[BUG] Scalable solution for output files location in the console output

parthosa commented 2 months ago

Currently, the console output shows the following lines to indicate location of important files:

    - Summarized savings and speedups CSV report: /output/qual_20240805225850_C3c0aA4E/qualification_summary.csv
    - Intermediate output generated by tools: /output/qual_20240805225850_C3c0aA4E/intermediate_output
    - Metadata file with cluster recommendation and tuning details: /output/qual_20240805225850_C3c0aA4E/app_metadata.json
    - Application status report: /output/qual_20240805225850_C3c0aA4E/rapids_4_spark_qualification_output/rapids_4_spark_qualification_output_status.csv

Comments

The above information gets lost because we display the TCV table after this.
Since we want users to reference these files, we should probably display these on console after the TCV table.
Additionally, we could reduce the number of lines:
- We should have only lines (summary csv and metadata json)
- Incase there are any failures in processing event logs (auth error, gpu event log), then show the status csv line.
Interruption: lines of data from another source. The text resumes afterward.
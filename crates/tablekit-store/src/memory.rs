//! In-memory implementation of the Store trait.
//!
//! This is primarily for testing. It has the same semantics as SQLite
//! but keeps everything in memory with no persistence.

use std::collections::HashMap;
use std::sync::{RwLock, RwLockReadGuard, RwLockWriteGuard};

use async_trait::async_trait;
use tablekit_core::TableId;

use crate::error::{Result, StoreError};
use crate::traits::{InsertResult, Store};

/// In-memory store implementation.
///
/// All data is lost when the store is dropped. Thread-safe via RwLock.
pub struct MemoryStore {
    /// Rows indexed by (table, primary key).
    rows: RwLock<HashMap<(TableId, u64), Vec<u8>>>,
}

impl MemoryStore {
    /// Create a new empty in-memory store.
    pub fn new() -> Self {
        Self {
            rows: RwLock::new(HashMap::new()),
        }
    }

    fn read(&self) -> Result<RwLockReadGuard<'_, HashMap<(TableId, u64), Vec<u8>>>> {
        self.rows
            .read()
            .map_err(|e| StoreError::InvalidData(format!("lock poisoned: {}", e)))
    }

    fn write(&self) -> Result<RwLockWriteGuard<'_, HashMap<(TableId, u64), Vec<u8>>>> {
        self.rows
            .write()
            .map_err(|e| StoreError::InvalidData(format!("lock poisoned: {}", e)))
    }
}

impl Default for MemoryStore {
    fn default() -> Self {
        Self::new()
    }
}

#[async_trait]
impl Store for MemoryStore {
    async fn insert_row(
        &self,
        table: &TableId,
        primary_key: u64,
        row: &[u8],
    ) -> Result<InsertResult> {
        let mut rows = self.write()?;

        match rows.entry((*table, primary_key)) {
            std::collections::hash_map::Entry::Occupied(_) => Ok(InsertResult::Duplicate),
            std::collections::hash_map::Entry::Vacant(slot) => {
                slot.insert(row.to_vec());
                Ok(InsertResult::Inserted)
            }
        }
    }

    async fn get_row(&self, table: &TableId, primary_key: u64) -> Result<Option<Vec<u8>>> {
        let rows = self.read()?;
        Ok(rows.get(&(*table, primary_key)).cloned())
    }

    async fn has_row(&self, table: &TableId, primary_key: u64) -> Result<bool> {
        let rows = self.read()?;
        Ok(rows.contains_key(&(*table, primary_key)))
    }

    async fn row_count(&self, table: &TableId) -> Result<u64> {
        let rows = self.read()?;
        Ok(rows.keys().filter(|(t, _)| t == table).count() as u64)
    }
}
//! Error types for Tablekit.

use tablekit_core::{CoreError, Name, TableId, ValidationError};
use tablekit_store::StoreError;
use thiserror::Error;

/// Errors that can occur during table operations.
#[derive(Debug, Error)]
pub enum TablekitError {
    /// The primary key is already occupied in this table.
    #[error("duplicate key {primary_key} in table {table}")]
    DuplicateKey { table: TableId, primary_key: u64 },

    /// The value failed its own validity check.
    #[error("invalid value: {0}")]
    InvalidValue(#[from] ValidationError),

    /// Row encoding or decoding error.
    #[error("row error: {0}")]
    Core(#[from] CoreError),

    /// Storage error.
    #[error("storage error: {0}")]
    Store(#[from] StoreError),

    /// The request named an action this contract does not have.
    #[error("unknown action: {0}")]
    UnknownAction(Name),

    /// The request was addressed to another account.
    #[error("request for {requested} delivered to {receiver}")]
    WrongReceiver { requested: Name, receiver: Name },

    /// Action arguments could not be decoded.
    #[error("cannot decode arguments: {0}")]
    Decode(String),
}

impl TablekitError {
    /// True if the request was rejected because the key was taken.
    pub fn is_duplicate_key(&self) -> bool {
        matches!(self, TablekitError::DuplicateKey { .. })
    }

    /// True if the request was rejected because the value was malformed.
    pub fn is_invalid_value(&self) -> bool {
        matches!(self, TablekitError::InvalidValue(_))
    }
}

/// Result type for Tablekit operations.
pub type Result<T> = std::result::Result<T, TablekitError>;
amahussein commented 2 months ago

Thanks @parthosa ! The name is very generic. Can we change the issue title to be more specific on what we are trying to do here?

That's tricky. It has some sort of personal styling and preferences.
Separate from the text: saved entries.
//! Records and the key/value capabilities a table needs.

use serde::de::DeserializeOwned;
use serde::{Deserialize, Serialize};
use std::fmt::Debug;

use crate::error::ValidationError;
use crate::name::Name;
use crate::symbol::Symbol;

/// A key type with a deterministic 64-bit projection.
///
/// Two keys that are not equal must never project to the same value.
pub trait PrimaryKey: Serialize + DeserializeOwned + Clone + Debug + Send + Sync + 'static {
    /// Type name used in ABI descriptions.
    const ABI_TYPE: &'static str;

    /// The 64-bit primary key used to index the record.
    fn primary_key(&self) -> u64;
}

impl PrimaryKey for u64 {
    const ABI_TYPE: &'static str = "uint64";

    fn primary_key(&self) -> u64 {
        *self
    }
}

impl PrimaryKey for Name {
    const ABI_TYPE: &'static str = "name";

    fn primary_key(&self) -> u64 {
        self.value()
    }
}

/// A value type that can re-check its own validity.
pub trait TableValue: Serialize + DeserializeOwned + Clone + Debug + Send + Sync + 'static {
    /// Type name used in ABI descriptions.
    const ABI_TYPE: &'static str;

    /// Field name of the value in the stored struct and the action arguments.
    const FIELD: &'static str;

    /// Build a value from its text form, applying the validity rule.
    fn parse(s: &str) -> Result<Self, ValidationError>;

    fn validate(&self) -> Result<(), ValidationError>;
}

impl TableValue for String {
    const ABI_TYPE: &'static str = "string";
    const FIELD: &'static str = "text";

    fn parse(s: &str) -> Result<Self, ValidationError> {
        Ok(s.to_string())
    }

    fn validate(&self) -> Result<(), ValidationError> {
        Ok(())
    }
}

impl TableValue for Symbol {
    const ABI_TYPE: &'static str = "symbol";
    const FIELD: &'static str = "sym";

    fn parse(s: &str) -> Result<Self, ValidationError> {
        s.parse()
    }

    fn validate(&self) -> Result<(), ValidationError> {
        Symbol::validate(self)
    }
}

/// The persisted unit: a key and its value.
#[derive(Debug, Clone, PartialEq, Eq, Serialize, Deserialize)]
pub struct Record<K, V> {
    pub key: K,
    pub value: V,
}

impl<K: PrimaryKey, V> Record<K, V> {
    pub fn new(key: K, value: V) -> Self {
        Self { key, value }
    }

    pub fn primary_key(&self) -> u64 {
        self.key.primary_key()
    }
}

#[cfg(test)]
mod tests {
    use super::*;

    #[test]
    fn test_u64_projection_is_identity() {
        assert_eq!(42u64.primary_key(), 42);
        assert_eq!(u64::MAX.primary_key(), u64::MAX);
    }

    #[test]
    fn test_name_projection() {
        let name = Name::new("alice").unwrap();
        assert_eq!(name.primary_key(), 3773036822876127232);
        assert_eq!(Record::new(name, "note".to_string()).primary_key(), name.value());
    }

    #[test]
    fn test_value_fields() {
        assert_eq!(<String as TableValue>::FIELD, "text");
        assert_eq!(<Symbol as TableValue>::FIELD, "sym");
        assert!("anything".to_string().validate().is_ok());
        assert!(Symbol::new(4, "EOS").unwrap().validate().is_ok());
        assert_eq!(<Symbol as TableValue>::parse("4,EOS").unwrap().raw(), 1397703940);
        assert!(<Symbol as TableValue>::parse("4,eos").is_err());
    }
}
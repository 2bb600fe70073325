//! Error types for the store module.

use thiserror::Error;

/// Errors that can occur during store operations.
#[derive(Debug, Error)]
pub enum StoreError {
    /// Database error from SQLite.
    #[error("database error: {0}")]
    Database(#[from] rusqlite::Error),

    /// Invalid data in storage.
    #[error("invalid data: {0}")]
    InvalidData(String),

    /// Migration error.
    #[error("migration error: {0}")]
    Migration(String),

    /// Blocking task failed to complete.
    #[error("background task failed: {0}")]
    Task(String),
}

/// Result type for store operations.
pub type Result<T> = std::result::Result<T, StoreError>;
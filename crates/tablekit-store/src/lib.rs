//! # Tablekit Store
//!
//! Storage abstraction for Tablekit. Provides a trait-based interface for
//! row persistence with SQLite and in-memory implementations.
//!
//! ## Overview
//!
//! The store abstracts row storage behind the [`Store`] trait, so a keyed
//! table does not care where its rows live. The durable implementation is
//! [`SqliteStore`], with [`MemoryStore`] for testing.
//!
//! ## Key Types
//!
//! - [`Store`] - The async trait for all storage operations
//! - [`SqliteStore`] - SQLite-based persistent storage
//! - [`MemoryStore`] - In-memory storage for tests
//! - [`InsertResult`] - Result of inserting a row
//!
//! ## Usage
//!
//! ```rust,no_run
//! use tablekit_core::{Name, Scope};
//! use tablekit_store::{InsertResult, SqliteStore, Store};
//!
//! async fn example() {
//!     let store = SqliteStore::open("tables.db").unwrap();
//!     let table = Scope::own(Name::new("alice").unwrap()).table(Name::new("mytable").unwrap());
//!
//!     let result = store.insert_row(&table, 42, b"row bytes").await.unwrap();
//!     assert_eq!(result, InsertResult::Inserted);
//! }
//! ```
//!
//! ## Design Notes
//!
//! - **Insert-only**: an occupied slot returns `Duplicate` and is left as is
//! - **Opaque rows**: encoding is the caller's concern
//! - **Scoped slots**: rows are addressed by `(TableId, primary_key)`

pub mod error;
pub mod memory;
pub mod migration;
pub mod sqlite;
pub mod traits;

pub use error::{Result, StoreError};
pub use memory::MemoryStore;
pub use sqlite::SqliteStore;
pub use traits::{InsertResult, Store};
The PRD originally aimed to keep the "table" (or at least partially) in sight without need to scroll to see the qualified app.
We have the footnotes which have to show immediately below the table
The notes section is subject of increasing. Upcoming new features could add more comments to that section.
The same for the output files, they can vary and increase.

parthosa commented 2 months ago

Thanks @amahussein. Yes I agree we need a scalable way to address the problem of output files and their display in the console. List of important files might keep getting longer making console output more cluttered.

Based on this and other offline discussions, we could have a results_metadata.json that contains both outputFiles and appResults entry? (attached a sample)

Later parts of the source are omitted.